Обсуждение: Problem after removal of exec(), help
Since the removal of exec(), Thomas has seen, and I have confirmed that if a backend crashes, and the postmaster must reset the shared memory, no backends can connect anymore. One way to reproduce it is to run the regression tests, which on their last test will crash for an un-related reason. However, it will not allow you to restart any more backends. The error it gets is: Failed Assertion("!((((unsigned long)nextElem) > ShmemBase)):", File: "shmqueue. c", Line: 83) !((((unsigned long)nextElem) > ShmemBase)) (0) [No such file or directory] In this case nextElem = ShmemBase, so it is not greater. Removing the Assert() still does not make things work, so there must be something else. Now, the problem is probably not at that exact spot, but somewhere deeper. There are two differences between the old non-exec() behavior and new behavior. In the old setup, the backend had all its global variables initialized, while in the new no-exec case, they take the global variable values from the postmaster. Second, the old setup had each backend attaching to the shared memory, while the new setup has them inheriting the shared memory from the fork(). My guess is that there is something buggy about the reset code in postmaster.c that was not resetting completely, but the initialization of the global variables in the backend was masking the bug, or the attach() operation did some extra work that we now need to do when resetting the shared memory: static void reset_shared(short port) { ipc_key = port * 1000 + shmem_seq * 100; CreateSharedMemoryAndSemaphores(ipc_key); ActiveBackends = FALSE; shmem_seq += 1; if (shmem_seq >= 10) shmem_seq -= 10; } I am stumped on this. -- Bruce Momjian | 830 Blythe Avenue maillist@candle.pha.pa.us | Drexel Hill, Pennsylvania 19026 + If your life is a hard drive, | (610) 353-9879(w) + Christ can be your backup. | (610) 853-3000(h)

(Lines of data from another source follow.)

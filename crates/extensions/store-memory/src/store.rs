//! DashMap-backed knowledge store.

use std::sync::atomic::{AtomicU64, Ordering};

use async_trait::async_trait;
use chrono::{DateTime, Utc};
use dashmap::DashMap;
use tracing::debug;

use webinfer_protocols::{Inference, KnowledgeStore, Pattern, StoreError};

type RecordKey = (String, String);

/// Inference records for one (site, section), oldest first.
#[derive(Default)]
struct Records {
    entries: Vec<(u64, Inference)>,
}

impl Records {
    fn current(&self) -> Option<&(u64, Inference)> {
        self.entries.last()
    }
}

/// In-memory knowledge store.
///
/// Each key is mutated under its shard lock, so upserts and pattern updates
/// are atomic per key.
#[derive(Default)]
pub struct MemoryKnowledgeStore {
    records: DashMap<RecordKey, Records>,
    patterns: DashMap<String, Pattern>,
    sequence: AtomicU64,
}

impl MemoryKnowledgeStore {
    pub fn new() -> Self {
        Self::default()
    }

    /// Number of (site, section) keys with at least one record.
    pub fn len(&self) -> usize {
        self.records.len()
    }

    pub fn is_empty(&self) -> bool {
        self.records.is_empty()
    }

    fn key(site_key: &str, section_id: &str) -> RecordKey {
        (site_key.to_string(), section_id.to_string())
    }
}

#[async_trait]
impl KnowledgeStore for MemoryKnowledgeStore {
    fn id(&self) -> &str {
        "memory"
    }

    async fn get_current(
        &self,
        site_key: &str,
        section_id: &str,
    ) -> Result<Option<Inference>, StoreError> {
        Ok(self
            .records
            .get(&Self::key(site_key, section_id))
            .and_then(|r| r.current().map(|(_, i)| i.clone())))
    }

    async fn upsert(&self, site_key: &str, inference: Inference) -> Result<(), StoreError> {
        let seq = self.sequence.fetch_add(1, Ordering::SeqCst);
        let key = Self::key(site_key, &inference.section_id);
        debug!(site_key, section_id = %inference.section_id, "Upserted inference");
        self.records
            .entry(key)
            .or_default()
            .entries
            .push((seq, inference));
        Ok(())
    }

    async fn get_pattern(&self, structural_signature: &str) -> Result<Option<Pattern>, StoreError> {
        Ok(self
            .patterns
            .get(structural_signature)
            .map(|p| p.value().clone()))
    }

    async fn update_pattern(
        &self,
        structural_signature: &str,
        label: &str,
        confidence: f64,
        at: DateTime<Utc>,
    ) -> Result<Pattern, StoreError> {
        let mut entry = self
            .patterns
            .entry(structural_signature.to_string())
            .or_insert_with(|| Pattern::new(structural_signature));
        entry.observe(label, confidence, at);
        Ok(entry.value().clone())
    }

    async fn history(
        &self,
        site_key: &str,
        section_id: &str,
    ) -> Result<Vec<Inference>, StoreError> {
        Ok(self
            .records
            .get(&Self::key(site_key, section_id))
            .map(|r| r.entries.iter().map(|(_, i)| i.clone()).collect())
            .unwrap_or_default())
    }

    async fn site_inferences(&self, site_key: &str) -> Result<Vec<Inference>, StoreError> {
        let mut current: Vec<(u64, Inference)> = self
            .records
            .iter()
            .filter(|entry| entry.key().0 == site_key)
            .filter_map(|entry| entry.value().current().cloned())
            .collect();
        current.sort_by_key(|(seq, _)| *seq);
        Ok(current.into_iter().map(|(_, i)| i).collect())
    }

    async fn clear_site(&self, site_key: &str) -> Result<usize, StoreError> {
        let mut removed = 0;
        self.records.retain(|key, records| {
            if key.0 == site_key {
                removed += records.entries.len();
                false
            } else {
                true
            }
        });
        debug!(site_key, removed, "Cleared site knowledge");
        Ok(removed)
    }
}

#[cfg(test)]
#[path = "store_tests.rs"]
mod tests;
//! Geometry and locator types owned by the overlay collaborator.

use serde::{Deserialize, Serialize};

/// Bounding box for an element, in page coordinates.
#[derive(Debug, Clone, Copy, PartialEq, Serialize, Deserialize, Default)]
pub struct BoundingBox {
    pub x: f64,
    pub y: f64,
    pub width: f64,
    pub height: f64,
}

impl BoundingBox {
    /// Check if a point is inside this bounding box.
    pub fn contains(&self, x: f64, y: f64) -> bool {
        x >= self.x && x <= self.x + self.width && y >= self.y && y <= self.y + self.height
    }

    /// Check if this box intersects with another.
    pub fn intersects(&self, other: &BoundingBox) -> bool {
        self.x < other.x + other.width
            && self.x + self.width > other.x
            && self.y < other.y + other.height
            && self.y + self.height > other.y
    }

    /// Area in square pixels.
    pub fn area(&self) -> f64 {
        self.width.max(0.0) * self.height.max(0.0)
    }

    /// True when both dimensions reach `min` pixels.
    pub fn at_least(&self, min: f64) -> bool {
        self.width >= min && self.height >= min
    }
}

/// Locator for a section on the rendered page.
///
/// The core never interprets this value; it is carried from the extractor to
/// the overlay so borders and badges can be painted on the right element.
#[derive(Debug, Clone, PartialEq, Serialize, Deserialize, Default)]
pub struct BoundingRegion {
    /// CSS selector approximating the element (`#id`, or `tag.class.class`).
    pub selector: String,
    /// Structural path from the document root.
    pub dom_path: String,
    /// Rectangle reported by the browser, when available.
    #[serde(skip_serializing_if = "Option::is_none")]
    pub rect: Option<BoundingBox>,
}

> > Since the removal of exec(), Thomas has seen, and I have confirmed that > if a backend crashes, and the postmaster must reset the shared memory, > no backends can connect anymore. One way to reproduce it is to run the > regression tests, which on their last test will crash for an un-related > reason. However, it will not allow you to restart any more backends. > > The error it gets is: > > Failed Assertion("!((((unsigned long)nextElem) > ShmemBase)):", File: "shmqueue. > c", Line: 83) > !((((unsigned long)nextElem) > ShmemBase)) (0) [No such file or directory] > > In this case nextElem = ShmemBase, so it is not greater. Removing the > Assert() still does not make things work, so there must be something > else. > > Now, the problem is probably not at that exact spot, but somewhere > deeper. There are two differences between the old non-exec() behavior > and new behavior. In the old setup, the backend had all its global > variables initialized, while in the new no-exec case, they take the > global variable values from the postmaster. Second, the old setup had > each backend attaching to the shared memory, while the new setup has > them inheriting the shared memory from the fork(). > > My guess is that there is something buggy about the reset code in > postmaster.c that was not resetting completely, but the initialization > of the global variables in the backend was masking the bug, or the > attach() operation did some extra work that we now need to do when > resetting the shared memory: > > static void > reset_shared(short port) > { > ipc_key = port * 1000 + shmem_seq * 100; > CreateSharedMemoryAndSemaphores(ipc_key); > ActiveBackends = FALSE; > shmem_seq += 1; > if (shmem_seq >= 10) > shmem_seq -= 10; > } > > > I am stumped on this. No help here, but a request: Could we have an option to do the fork()/exec() the old way as well as the new sleek fork() only. I want to do some performance testing under gprof and want to be able to replace my postgres binary with a shell script to save the gmon.out file eg: #!/bin/sh postgres.bin $* mv gmon.out gmon.$$ This won't work unless and exec() is done. -dg David Gould dg@illustra.com 510.628.3783 or 510.305.9468 Informix Software (No, really) 300 Lakeside Drive Oakland, CA 94612 "Don't worry about people stealing your ideas. If your ideas are any good, you'll have to ram them down people's throats." -- Howard Aiken
> No help here, but a request: > > Could we have an option to do the fork()/exec() the old way as well as the > new sleek fork() only. I want to do some performance testing under gprof and > want to be able to replace my postgres binary with a shell script to save > the gmon.out file eg: > > #!/bin/sh > postgres.bin $* > mv gmon.out gmon.$$ > > This won't work unless and exec() is done. I am confused. What doesn't work without the exec()? -- Bruce Momjian | 830 Blythe Avenue maillist@candle.pha.pa.us | Drexel Hill, Pennsylvania 19026 + If your life is a hard drive, | (610) 353-9879(w) + Christ can be your backup. | (610) 853-3000(h)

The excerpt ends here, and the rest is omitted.